Racing to Save the Penguins
In 2023, scientists grew increasingly fearful that a potentially fatal viral pathogen would spread across Antarctica and kill large colonies of seabirds and marine mammals.
This strain of H5N1 avian influenza that has infected poultry farms and wild birds around the globe has now spread to mammals, reaching places previously untouched by high-pathogenicity avian flu. The virus caused major outbreaks in the islands off the southern tip of South America, including South Georgia Island, which has lost thousands of seal pups, and Scotland, which has lost 80% of its population of scavenging skua birds. In the Falkland Islands, just 750 miles from Antarctica, thousands of albatrosses and seals—and hundreds of penguins—have died due to the disease.
Alarmingly, the virus has also made its way to Antarctica, where it threatens to devastate already vulnerable populations, including the familiar and beloved symbol of the continent: penguins. Scientists feared that the virus could travel quickly among species that had never previously been exposed to any strain of avian influenza, just as they were beginning their seasonal congregation and breeding in September 2024.
Though H5N1 appears to be a “super” virus—with the capacity to kill its host and still spread—there was far too little data about its nature, spread, and animal immune response, limiting our understanding of the potential impact among penguins and other species on the continent of Antarctica. Support from Griffin Catalyst aimed to change that, to guide mitigation and policy responses to protect this fragile ecosystem.
Who We’re Supporting
Griffin Catalyst’s support enabled a research team from the Cornell University School of Veterinary Medicine, with multidisciplinary experience in ecology, ornithology, and microbiology, to carry out research to better understand this threat.

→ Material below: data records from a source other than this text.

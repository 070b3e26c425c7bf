use tally_auth::{ClientId, JwtClaims};

/// Authenticated client for a request.
///
/// Only present on requests that carried a valid bearer token. Tokens may
/// omit both `sub` and `client_id`, hence the optional id.
#[derive(Debug, Clone, PartialEq, Eq)]
pub struct ClientContext {
    client_id: Option<ClientId>,
}

impl ClientContext {
    pub fn new(client_id: Option<ClientId>) -> Self {
        Self { client_id }
    }

    pub fn client_id(&self) -> Option<&ClientId> {
        self.client_id.as_ref()
    }
}

impl From<JwtClaims> for ClientContext {
    fn from(claims: JwtClaims) -> Self {
        Self::new(claims.client().cloned())
    }
}
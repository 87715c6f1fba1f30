//! Core value types for goscaffold
//!
//! The env-file format selected on the command line and the stages a
//! scaffolding run moves through.

use serde::{Deserialize, Serialize};

/// Format of the generated config file
#[derive(Debug, Clone, Copy, Serialize, Deserialize, PartialEq, Eq, Default)]
#[serde(rename_all = "lowercase")]
pub enum EnvFormat {
    #[default]
    Env,
    Json,
}

impl EnvFormat {
    /// Path of the config file relative to the project root
    pub fn config_file(&self) -> &'static str {
        match self {
            EnvFormat::Env => "config/.env",
            EnvFormat::Json => "config/config.json",
        }
    }
}

impl std::fmt::Display for EnvFormat {
    fn fmt(&self, f: &mut std::fmt::Formatter<'_>) -> std::fmt::Result {
        match self {
            EnvFormat::Env => write!(f, "env"),
            EnvFormat::Json => write!(f, "json"),
        }
    }
}

impl std::str::FromStr for EnvFormat {
    type Err = String;

    // Exact match only: "JSON" or " env" are rejected like any other value.
    fn from_str(s: &str) -> Result<Self, Self::Err> {
        match s {
            "env" => Ok(EnvFormat::Env),
            "json" => Ok(EnvFormat::Json),
            _ => Err(format!("Wrong ENV type: '{}'. It should be either env or json", s)),
        }
    }
}

/// Stages of a scaffolding run
///
/// Linear: a run only ever moves forward. Any failure after `DirsCreated`
/// ends in `RolledBack` or `RollbackSkipped` instead of `Done`.
#[derive(Debug, Clone, Copy, PartialEq, Eq)]
pub enum Stage {
    Parsed,
    Validated,
    DirsCreated,
    ModuleInitialized,
    DepsInstalled,
    FilesCreated,
    Done,
    RolledBack,
    RollbackSkipped,
}

impl std::fmt::Display for Stage {
    fn fmt(&self, f: &mut std::fmt::Formatter<'_>) -> std::fmt::Result {
        match self {
            Stage::Parsed => write!(f, "parsed"),
            Stage::Validated => write!(f, "validated"),
            Stage::DirsCreated => write!(f, "dirs_created"),
            Stage::ModuleInitialized => write!(f, "module_initialized"),
            Stage::DepsInstalled => write!(f, "deps_installed"),
            Stage::FilesCreated => write!(f, "files_created"),
            Stage::Done => write!(f, "done"),
            Stage::RolledBack => write!(f, "rolled_back"),
            Stage::RollbackSkipped => write!(f, "rollback_skipped"),
        }
    }
}
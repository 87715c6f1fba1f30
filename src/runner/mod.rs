//! External command execution
//!
//! The scaffolding steps never spawn processes directly; they go through a
//! [`CommandRunner`] so tests can record invocations instead.

use std::path::{Path, PathBuf};
use std::process::{Command, Stdio};
use std::sync::Mutex;

use tracing::debug;

use crate::errors::ScaffoldError;

/// Exit status of a finished command. `code` is `None` when the process was
/// killed by a signal.
#[derive(Debug, Clone, Copy, PartialEq, Eq)]
pub struct RunStatus {
    pub code: Option<i32>,
}

impl RunStatus {
    pub fn success() -> Self {
        Self { code: Some(0) }
    }

    pub fn failure(code: i32) -> Self {
        Self { code: Some(code) }
    }

    pub fn is_success(&self) -> bool {
        self.code == Some(0)
    }
}

impl std::fmt::Display for RunStatus {
    fn fmt(&self, f: &mut std::fmt::Formatter<'_>) -> std::fmt::Result {
        match self.code {
            Some(code) => write!(f, "exit status {}", code),
            None => write!(f, "terminated by signal"),
        }
    }
}

/// Runs a named program with arguments in a working directory
pub trait CommandRunner {
    /// Blocks until the program exits. `Err` means it could not be launched.
    fn run(&self, program: &str, args: &[&str], cwd: &Path) -> std::io::Result<RunStatus>;
}

/// Spawns real processes; output is discarded, only the exit status counts
#[derive(Debug, Default)]
pub struct SystemRunner;

impl CommandRunner for SystemRunner {
    fn run(&self, program: &str, args: &[&str], cwd: &Path) -> std::io::Result<RunStatus> {
        debug!(program, ?args, cwd = %cwd.display(), "spawning");
        let status = Command::new(program)
            .args(args)
            .current_dir(cwd)
            .stdin(Stdio::null())
            .stdout(Stdio::null())
            .stderr(Stdio::null())
            .status()?;
        Ok(RunStatus { code: status.code() })
    }
}

/// Run a command and map launch failures and non-zero exits to
/// [`ScaffoldError::Subprocess`]
pub fn run_checked(
    runner: &dyn CommandRunner,
    program: &str,
    args: &[&str],
    cwd: &Path,
) -> Result<(), ScaffoldError> {
    let command = std::iter::once(program)
        .chain(args.iter().copied())
        .collect::<Vec<_>>()
        .join(" ");

    match runner.run(program, args, cwd) {
        Ok(status) if status.is_success() => Ok(()),
        Ok(status) => Err(ScaffoldError::Subprocess {
            command,
            reason: status.to_string(),
        }),
        Err(e) => Err(ScaffoldError::Subprocess {
            command,
            reason: format!("could not launch: {}", e),
        }),
    }
}

/// One recorded call to [`RecordingRunner`]
#[derive(Debug, Clone, PartialEq, Eq)]
pub struct Invocation {
    pub program: String,
    pub args: Vec<String>,
    pub cwd: PathBuf,
}

impl Invocation {
    /// Program and arguments joined by spaces
    pub fn command_line(&self) -> String {
        std::iter::once(self.program.as_str())
            .chain(self.args.iter().map(String::as_str))
            .collect::<Vec<_>>()
            .join(" ")
    }
}

/// Records invocations without spawning anything.
///
/// Every call succeeds unless its command line contains a configured
/// failure pattern. An optional hook runs on successful calls, which lets
/// tests mimic side effects such as `go mod init` writing `go.mod`.
#[derive(Default)]
pub struct RecordingRunner {
    invocations: Mutex<Vec<Invocation>>,
    fail_on: Vec<String>,
    on_success: Option<Box<dyn Fn(&Invocation) + Send + Sync>>,
}

impl RecordingRunner {
    pub fn new() -> Self {
        Self::default()
    }

    /// Fail any command whose command line contains `pattern`
    pub fn failing_on(mut self, pattern: impl Into<String>) -> Self {
        self.fail_on.push(pattern.into());
        self
    }

    pub fn with_hook(mut self, hook: impl Fn(&Invocation) + Send + Sync + 'static) -> Self {
        self.on_success = Some(Box::new(hook));
        self
    }

    pub fn invocations(&self) -> Vec<Invocation> {
        self.invocations
            .lock()
            .map(|calls| calls.clone())
            .unwrap_or_default()
    }

    pub fn command_lines(&self) -> Vec<String> {
        self.invocations().iter().map(Invocation::command_line).collect()
    }
}

impl CommandRunner for RecordingRunner {
    fn run(&self, program: &str, args: &[&str], cwd: &Path) -> std::io::Result<RunStatus> {
        let invocation = Invocation {
            program: program.to_string(),
            args: args.iter().map(|a| a.to_string()).collect(),
            cwd: cwd.to_path_buf(),
        };
        let line = invocation.command_line();
        if let Ok(mut calls) = self.invocations.lock() {
            calls.push(invocation.clone());
        }

        if self.fail_on.iter().any(|p| line.contains(p.as_str())) {
            return Ok(RunStatus::failure(1));
        }
        if let Some(hook) = &self.on_success {
            hook(&invocation);
        }
        Ok(RunStatus::success())
    }
}

#[cfg(test)]
mod tests {
    use super::*;

    #[test]
    fn test_run_checked_maps_nonzero_exit() {
        let runner = RecordingRunner::new().failing_on("mod init");
        let err = run_checked(&runner, "go", &["mod", "init", "demo"], Path::new(".")).unwrap_err();
        assert!(err.is_subprocess());
        assert!(err.to_string().contains("go mod init demo"));
        assert!(err.to_string().contains("exit status 1"));
    }

    #[test]
    fn test_recording_runner_records_in_order() {
        let runner = RecordingRunner::new();
        run_checked(&runner, "go", &["mod", "init", "a"], Path::new("/p")).unwrap();
        run_checked(&runner, "go", &["get", "-u", "b"], Path::new("/p")).unwrap();

        assert_eq!(runner.command_lines(), vec!["go mod init a", "go get -u b"]);
        assert_eq!(runner.invocations()[1].cwd, PathBuf::from("/p"));
    }

    #[test]
    fn test_system_runner_missing_program_is_launch_failure() {
        let temp = tempfile::TempDir::new().unwrap();
        let err = run_checked(
            &SystemRunner,
            "goscaffold-definitely-not-a-real-binary",
            &[],
            temp.path(),
        )
        .unwrap_err();
        assert!(err.to_string().contains("could not launch"));
    }

    #[test]
    fn test_signal_status_display() {
        assert_eq!(RunStatus { code: None }.to_string(), "terminated by signal");
        assert!(!RunStatus { code: None }.is_success());
    }
}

Working under the direction of Dr. Amandine Gamble, a professor in the Department of Public & Ecosystem Health at the K. Lisa Yang Center for Wildlife Health at Cornell, the team deployed new mobile field research labs to enable real-time monitoring and sequencing in targeted locations in the Falklands, South Georgia Island, and Antarctica itself in time for penguin breeding season in September 2024. The successful mission compiled the most comprehensive collection of viral sequences from the Antarctic and Subantarctic regions to date.
Researchers collected and processed samples, offering the scientists a clearer picture of the H5N1 virus’s spread, impact, and immunity, informing mitigation approaches and helping to better understand current and future threats to penguins and other species.
Why It Matters
Though it is difficult to control the spread of infectious diseases in wild populations, the data collected by the mobile labs has been critical for the scientific community’s understanding of the severity and spread of the outbreak and international work to evaluate strategies to prevent spread and reduce risk.

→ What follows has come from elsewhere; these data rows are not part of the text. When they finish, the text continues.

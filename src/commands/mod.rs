//! CLI commands for goscaffold

use std::path::Path;

use crate::config::Config;
use crate::rollback::RollbackOutcome;
use crate::runner::CommandRunner;
use crate::validation::Flags;
use crate::workflow::{PipelineError, ScaffoldReport, Scaffolder};

/// Scaffold a project and print the user-facing summary
pub fn scaffold(
    runner: &dyn CommandRunner,
    config: Config,
    flags: &Flags,
    base: &Path,
) -> Result<ScaffoldReport, PipelineError> {
    match Scaffolder::new(runner, config).run(flags, base) {
        Ok(report) => {
            println!("Project created successfully!");
            println!("  Root:   {}", report.root.display());
            println!("  Module: {}", report.flags.module);
            println!("  Config: {}", report.flags.env.config_file());
            println!();
            println!("Next steps:");
            println!("  cd {}", report.flags.dir);
            println!("  go build ./...");
            Ok(report)
        }
        Err(e) => {
            if e.rollback() == Some(RollbackOutcome::Skipped) {
                println!("Project is created successfully before!");
            }
            Err(e)
        }
    }
}
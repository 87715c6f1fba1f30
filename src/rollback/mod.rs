//! Completion marker and rollback
//!
//! A finished project carries `.goscaffold.json` and a `README.md`.
//! Rollback refuses to touch any project root that has either one, so
//! re-running against a completed project can never delete it.

use chrono::{DateTime, Utc};
use serde::{Deserialize, Serialize};
use std::fs;
use std::path::{Path, PathBuf};
use tracing::{info, warn};

use crate::errors::ScaffoldError;
use crate::models::EnvFormat;
use crate::steps::README_FILE;

pub const MARKER_FILE: &str = ".goscaffold.json";

#[derive(Debug, Clone, Copy, Serialize, Deserialize, PartialEq, Eq)]
#[serde(rename_all = "lowercase")]
pub enum MarkerStatus {
    Completed,
}

/// Contents of the completion marker
#[derive(Debug, Clone, Serialize, Deserialize, PartialEq)]
pub struct Marker {
    pub status: MarkerStatus,
    pub module: String,
    pub env_format: EnvFormat,
    pub created_at: DateTime<Utc>,
}

impl Marker {
    pub fn completed(module: &str, env_format: EnvFormat) -> Self {
        Self {
            status: MarkerStatus::Completed,
            module: module.to_string(),
            env_format,
            created_at: Utc::now(),
        }
    }

    pub fn path(root: &Path) -> PathBuf {
        root.join(MARKER_FILE)
    }

    pub fn exists(root: &Path) -> bool {
        Self::path(root).exists()
    }

    pub fn write(&self, root: &Path) -> Result<(), ScaffoldError> {
        let path = Self::path(root);
        let content = serde_json::to_string_pretty(self).map_err(|e| {
            ScaffoldError::io("Cannot serialize", &path, std::io::Error::other(e))
        })?;
        fs::write(&path, content).map_err(|e| ScaffoldError::io("Cannot write", &path, e))
    }

    /// `Ok(None)` when there is no marker
    pub fn read(root: &Path) -> Result<Option<Self>, ScaffoldError> {
        let path = Self::path(root);
        if !path.exists() {
            return Ok(None);
        }
        let content =
            fs::read_to_string(&path).map_err(|e| ScaffoldError::io("Cannot read", &path, e))?;
        let marker = serde_json::from_str(&content).map_err(|e| {
            ScaffoldError::io(
                "Cannot parse",
                &path,
                std::io::Error::new(std::io::ErrorKind::InvalidData, e),
            )
        })?;
        Ok(Some(marker))
    }
}

/// What rollback did
#[derive(Debug, Clone, Copy, PartialEq, Eq)]
pub enum RollbackOutcome {
    /// The project root was deleted (or was never there)
    RolledBack,
    /// A completion marker or README was found; nothing was deleted
    Skipped,
}

/// Delete a partially created project unless it carries a completion marker
/// or a README.
///
/// A marker that exists but cannot be read still blocks deletion. A README
/// without a marker comes from an older run, or from a run that failed
/// between writing the two.
pub fn rollback(root: &Path) -> Result<RollbackOutcome, ScaffoldError> {
    if Marker::exists(root) {
        match Marker::read(root) {
            Ok(Some(marker)) => info!(
                "{} was completed at {}; leaving it untouched",
                root.display(),
                marker.created_at
            ),
            Ok(None) => {}
            Err(e) => warn!("Unreadable completion marker, leaving project untouched: {}", e),
        }
        return Ok(RollbackOutcome::Skipped);
    }

    if root.join(README_FILE).exists() {
        info!("{} has a {}; leaving it untouched", root.display(), README_FILE);
        return Ok(RollbackOutcome::Skipped);
    }

    if !root.exists() {
        return Ok(RollbackOutcome::RolledBack);
    }

    warn!("Rolling back: removing {}", root.display());
    fs::remove_dir_all(root).map_err(|e| ScaffoldError::io("Cannot delete directory", root, e))?;
    Ok(RollbackOutcome::RolledBack)
}

#[cfg(test)]
mod tests {
    use super::*;
    use tempfile::TempDir;

    #[test]
    fn test_marker_round_trip() {
        let temp = TempDir::new().unwrap();
        let marker = Marker::completed("github.com/acme/demo", EnvFormat::Json);
        marker.write(temp.path()).unwrap();

        let read = Marker::read(temp.path()).unwrap().unwrap();
        assert_eq!(read, marker);
        assert_eq!(read.status, MarkerStatus::Completed);
    }

    #[test]
    fn test_read_missing_marker() {
        let temp = TempDir::new().unwrap();
        assert!(Marker::read(temp.path()).unwrap().is_none());
    }

    #[test]
    fn test_rollback_deletes_unmarked_project() {
        let temp = TempDir::new().unwrap();
        let root = temp.path().join("demo");
        fs::create_dir_all(root.join("config")).unwrap();

        assert_eq!(rollback(&root).unwrap(), RollbackOutcome::RolledBack);
        assert!(!root.exists());
    }

    #[test]
    fn test_rollback_skips_marked_project() {
        let temp = TempDir::new().unwrap();
        let root = temp.path().join("demo");
        fs::create_dir_all(root.join("config")).unwrap();
        Marker::completed("demo", EnvFormat::Env).write(&root).unwrap();

        assert_eq!(rollback(&root).unwrap(), RollbackOutcome::Skipped);
        assert!(root.join("config").is_dir());
        assert!(Marker::exists(&root));
    }

    #[test]
    fn test_rollback_skips_on_corrupt_marker() {
        let temp = TempDir::new().unwrap();
        let root = temp.path().join("demo");
        fs::create_dir_all(&root).unwrap();
        fs::write(Marker::path(&root), "{ not json").unwrap();

        assert_eq!(rollback(&root).unwrap(), RollbackOutcome::Skipped);
        assert!(root.exists());
    }

    #[test]
    fn test_rollback_skips_project_with_readme_only() {
        let temp = TempDir::new().unwrap();
        let root = temp.path().join("demo");
        fs::create_dir_all(&root).unwrap();
        fs::write(root.join(README_FILE), "hello").unwrap();
        fs::write(root.join("go.mod"), "module demo\n").unwrap();
        fs::write(root.join("main.go"), "package main\n").unwrap();

        assert_eq!(rollback(&root).unwrap(), RollbackOutcome::Skipped);
        assert_eq!(fs::read_to_string(root.join("main.go")).unwrap(), "package main\n");
        assert!(root.join("go.mod").exists());
    }

    #[test]
    fn test_rollback_of_missing_root() {
        let temp = TempDir::new().unwrap();
        let root = temp.path().join("never-created");
        assert_eq!(rollback(&root).unwrap(), RollbackOutcome::RolledBack);
    }
}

In the short term, the surveillance has offered a fuller understanding of which species are spreading the disease (including “silent spreaders” which have no symptoms themselves), how closely related the various cases are, and why and how immunity is achieved in certain species.
This information, in turn, is helping to establish long-term surveillance and response strategies to reduce or mitigate threats that can be at least partly controlled, especially non-natural, human-mediated factors that can lead to the introduction of dangerous new viruses, such as fisheries, invasive species, and high-risk tourism.
In addition to their focus on the 2024 outbreak, the mobile labs can remain active for any potential future viral threat, and for general epidemiological research.
What’s the Impact
Currently, Griffin Catalyst is one of the few philanthropic organizations supporting scientific research connected to this urgent conservation issue. With the persistence of the virus in South Atlantic Ocean animal populations, Cornell’s research has improved an understanding of virus dynamics in the region and broader bird-mammal transmissions.
In addition to providing this better scientific picture of the current threat to Antarctica’s penguins and other species, the research aims to help shape longer-term public policy recommendations to reduce future risks to the species that inhabit the Antarctic region.